▶ _What is required_
Write out every line exactly, from the first line of the records below through the line that contains "#![forbid(unsafe_code)]".

━━ The data ━━

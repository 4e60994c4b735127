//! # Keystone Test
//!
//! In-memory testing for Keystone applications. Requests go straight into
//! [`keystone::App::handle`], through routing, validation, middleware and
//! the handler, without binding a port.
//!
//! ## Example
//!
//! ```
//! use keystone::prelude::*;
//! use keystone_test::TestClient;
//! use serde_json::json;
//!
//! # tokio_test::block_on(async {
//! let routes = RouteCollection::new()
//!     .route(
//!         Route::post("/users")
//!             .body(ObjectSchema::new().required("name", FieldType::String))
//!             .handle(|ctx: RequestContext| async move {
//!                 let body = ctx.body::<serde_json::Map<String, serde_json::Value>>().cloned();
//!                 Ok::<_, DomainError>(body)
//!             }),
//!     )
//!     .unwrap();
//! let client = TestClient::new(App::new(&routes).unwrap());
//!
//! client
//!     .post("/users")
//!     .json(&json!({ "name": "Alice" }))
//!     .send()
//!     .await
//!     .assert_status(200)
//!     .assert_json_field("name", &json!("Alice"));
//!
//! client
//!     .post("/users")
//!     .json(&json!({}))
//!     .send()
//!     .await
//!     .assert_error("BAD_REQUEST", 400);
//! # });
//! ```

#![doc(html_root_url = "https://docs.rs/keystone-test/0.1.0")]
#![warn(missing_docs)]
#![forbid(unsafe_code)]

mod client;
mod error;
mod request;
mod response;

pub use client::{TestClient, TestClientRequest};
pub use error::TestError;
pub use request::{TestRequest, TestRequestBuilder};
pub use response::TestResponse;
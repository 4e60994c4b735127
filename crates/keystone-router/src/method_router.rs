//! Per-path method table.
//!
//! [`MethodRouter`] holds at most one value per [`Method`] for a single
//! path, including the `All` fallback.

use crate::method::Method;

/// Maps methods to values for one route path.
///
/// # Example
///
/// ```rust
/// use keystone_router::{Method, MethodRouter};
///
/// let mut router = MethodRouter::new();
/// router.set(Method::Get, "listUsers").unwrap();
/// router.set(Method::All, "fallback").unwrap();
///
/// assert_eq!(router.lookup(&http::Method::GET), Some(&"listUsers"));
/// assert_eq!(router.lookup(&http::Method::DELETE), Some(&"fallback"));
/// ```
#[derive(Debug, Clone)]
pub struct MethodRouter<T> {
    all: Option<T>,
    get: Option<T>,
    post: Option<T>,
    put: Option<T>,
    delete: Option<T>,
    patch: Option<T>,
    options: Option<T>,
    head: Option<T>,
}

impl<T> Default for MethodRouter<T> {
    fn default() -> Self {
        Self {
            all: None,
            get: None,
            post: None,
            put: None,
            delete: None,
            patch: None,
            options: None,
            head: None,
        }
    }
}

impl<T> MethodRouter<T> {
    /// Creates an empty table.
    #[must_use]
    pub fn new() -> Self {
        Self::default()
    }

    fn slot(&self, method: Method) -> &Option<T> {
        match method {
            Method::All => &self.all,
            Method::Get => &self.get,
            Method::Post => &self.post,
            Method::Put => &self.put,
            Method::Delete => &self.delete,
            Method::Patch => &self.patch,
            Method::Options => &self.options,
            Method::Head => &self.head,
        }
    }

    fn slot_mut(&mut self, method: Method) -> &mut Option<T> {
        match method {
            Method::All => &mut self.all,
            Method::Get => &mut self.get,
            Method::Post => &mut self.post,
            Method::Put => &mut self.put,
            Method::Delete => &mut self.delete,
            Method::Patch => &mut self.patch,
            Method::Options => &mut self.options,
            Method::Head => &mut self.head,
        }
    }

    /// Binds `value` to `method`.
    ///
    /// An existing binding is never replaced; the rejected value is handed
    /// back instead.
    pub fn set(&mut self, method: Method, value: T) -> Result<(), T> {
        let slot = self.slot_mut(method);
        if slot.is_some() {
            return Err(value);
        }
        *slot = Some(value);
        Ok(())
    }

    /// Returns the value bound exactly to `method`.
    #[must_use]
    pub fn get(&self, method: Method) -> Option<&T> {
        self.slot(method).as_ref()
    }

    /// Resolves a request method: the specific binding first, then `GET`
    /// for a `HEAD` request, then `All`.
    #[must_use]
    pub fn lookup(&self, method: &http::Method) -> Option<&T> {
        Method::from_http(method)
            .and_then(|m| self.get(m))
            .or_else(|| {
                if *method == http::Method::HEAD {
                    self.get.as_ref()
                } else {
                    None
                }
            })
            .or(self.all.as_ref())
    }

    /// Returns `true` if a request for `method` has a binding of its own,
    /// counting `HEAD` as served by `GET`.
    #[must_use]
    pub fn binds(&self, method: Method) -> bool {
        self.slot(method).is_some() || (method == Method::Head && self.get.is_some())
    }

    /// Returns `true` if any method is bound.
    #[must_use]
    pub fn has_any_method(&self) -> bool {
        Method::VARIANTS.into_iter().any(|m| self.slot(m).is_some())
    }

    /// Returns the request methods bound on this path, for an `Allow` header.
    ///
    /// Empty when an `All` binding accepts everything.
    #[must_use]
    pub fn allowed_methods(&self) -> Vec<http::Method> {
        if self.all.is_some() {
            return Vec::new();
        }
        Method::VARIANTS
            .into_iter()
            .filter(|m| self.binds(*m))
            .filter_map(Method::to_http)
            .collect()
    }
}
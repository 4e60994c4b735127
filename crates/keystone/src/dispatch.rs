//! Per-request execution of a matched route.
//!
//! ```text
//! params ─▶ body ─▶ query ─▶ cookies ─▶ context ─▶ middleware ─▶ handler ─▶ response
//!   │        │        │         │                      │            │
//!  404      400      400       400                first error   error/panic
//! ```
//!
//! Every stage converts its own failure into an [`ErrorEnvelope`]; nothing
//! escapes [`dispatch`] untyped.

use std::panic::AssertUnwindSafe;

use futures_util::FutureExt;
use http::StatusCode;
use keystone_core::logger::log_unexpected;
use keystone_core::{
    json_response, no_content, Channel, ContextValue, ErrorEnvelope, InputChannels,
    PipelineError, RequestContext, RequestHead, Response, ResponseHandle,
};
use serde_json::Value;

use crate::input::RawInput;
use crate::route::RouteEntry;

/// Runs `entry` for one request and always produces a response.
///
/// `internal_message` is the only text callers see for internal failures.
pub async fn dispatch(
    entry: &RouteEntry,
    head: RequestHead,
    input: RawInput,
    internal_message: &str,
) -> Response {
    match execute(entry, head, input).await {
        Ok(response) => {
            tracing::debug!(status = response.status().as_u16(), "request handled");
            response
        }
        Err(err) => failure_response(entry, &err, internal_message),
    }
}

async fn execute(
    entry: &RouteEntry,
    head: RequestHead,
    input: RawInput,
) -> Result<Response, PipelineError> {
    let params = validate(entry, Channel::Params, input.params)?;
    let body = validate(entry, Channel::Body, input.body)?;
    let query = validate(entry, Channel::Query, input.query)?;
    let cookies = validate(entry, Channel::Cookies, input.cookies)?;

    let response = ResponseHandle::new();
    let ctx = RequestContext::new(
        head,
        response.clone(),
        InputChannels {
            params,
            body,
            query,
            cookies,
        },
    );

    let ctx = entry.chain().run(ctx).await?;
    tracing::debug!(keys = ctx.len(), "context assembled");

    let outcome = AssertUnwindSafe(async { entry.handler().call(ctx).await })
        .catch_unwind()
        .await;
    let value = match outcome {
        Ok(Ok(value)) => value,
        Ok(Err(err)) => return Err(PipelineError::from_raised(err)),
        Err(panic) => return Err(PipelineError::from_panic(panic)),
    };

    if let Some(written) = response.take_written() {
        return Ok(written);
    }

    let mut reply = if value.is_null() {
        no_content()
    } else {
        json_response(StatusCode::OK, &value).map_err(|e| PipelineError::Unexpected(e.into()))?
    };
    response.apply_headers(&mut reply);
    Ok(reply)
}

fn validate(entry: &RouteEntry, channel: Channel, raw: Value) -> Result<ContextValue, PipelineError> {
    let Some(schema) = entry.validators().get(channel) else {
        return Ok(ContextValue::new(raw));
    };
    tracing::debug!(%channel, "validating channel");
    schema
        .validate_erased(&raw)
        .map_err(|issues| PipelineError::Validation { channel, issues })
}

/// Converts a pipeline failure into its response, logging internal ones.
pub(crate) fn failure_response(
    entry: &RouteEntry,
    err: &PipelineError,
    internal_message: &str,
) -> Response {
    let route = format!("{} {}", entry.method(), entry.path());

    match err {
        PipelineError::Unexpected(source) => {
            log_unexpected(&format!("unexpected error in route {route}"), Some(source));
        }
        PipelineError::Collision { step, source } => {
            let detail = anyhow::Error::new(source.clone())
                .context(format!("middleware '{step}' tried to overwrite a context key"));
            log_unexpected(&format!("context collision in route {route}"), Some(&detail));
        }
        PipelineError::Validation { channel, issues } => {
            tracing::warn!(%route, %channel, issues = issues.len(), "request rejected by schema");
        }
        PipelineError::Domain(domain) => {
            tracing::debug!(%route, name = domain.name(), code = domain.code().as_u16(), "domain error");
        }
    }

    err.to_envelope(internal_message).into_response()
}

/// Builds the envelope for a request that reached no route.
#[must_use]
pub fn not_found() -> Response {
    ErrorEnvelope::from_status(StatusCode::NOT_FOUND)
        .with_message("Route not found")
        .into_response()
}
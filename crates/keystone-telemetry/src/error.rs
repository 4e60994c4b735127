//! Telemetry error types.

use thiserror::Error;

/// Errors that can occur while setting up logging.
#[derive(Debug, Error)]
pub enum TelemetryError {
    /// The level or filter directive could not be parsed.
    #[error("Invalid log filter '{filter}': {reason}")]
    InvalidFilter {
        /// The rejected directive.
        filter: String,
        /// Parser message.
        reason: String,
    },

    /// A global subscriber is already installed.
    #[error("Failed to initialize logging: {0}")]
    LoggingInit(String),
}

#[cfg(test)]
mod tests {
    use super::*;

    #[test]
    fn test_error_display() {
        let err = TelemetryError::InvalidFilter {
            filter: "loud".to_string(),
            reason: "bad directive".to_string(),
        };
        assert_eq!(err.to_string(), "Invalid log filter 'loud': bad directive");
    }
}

━━━

▶ _Response below_
repository 4e60994c4b735127
//! # Keystone Test
//!
//! In-memory testing for Keystone applications. Requests go straight into
//! [`keystone::App::handle`], through routing, validation, middleware and
//! the handler, without binding a port.
//!
//! ## Example
//!
//! ```
//! use keystone::prelude::*;
//! use keystone_test::TestClient;
//! use serde_json::json;
//!
//! # tokio_test::block_on(async {
//! let routes = RouteCollection::new()
//!     .route(
//!         Route::post("/users")
//!             .body(ObjectSchema::new().required("name", FieldType::String))
//!             .handle(|ctx: RequestContext| async move {
//!                 let body = ctx.body::<serde_json::Map<String, serde_json::Value>>().cloned();
//!                 Ok::<_, DomainError>(body)
//!             }),
//!     )
//!     .unwrap();
//! let client = TestClient::new(App::new(&routes).unwrap());
//!
//! client
//!     .post("/users")
//!     .json(&json!({ "name": "Alice" }))
//!     .send()
//!     .await
//!     .assert_status(200)
//!     .assert_json_field("name", &json!("Alice"));
//!
//! client
//!     .post("/users")
//!     .json(&json!({}))
//!     .send()
//!     .await
//!     .assert_error("BAD_REQUEST", 400);
//! # });
//! ```

#![doc(html_root_url = "https://docs.rs/keystone-test/0.1.0")]
#![warn(missing_docs)]
#![forbid(unsafe_code)]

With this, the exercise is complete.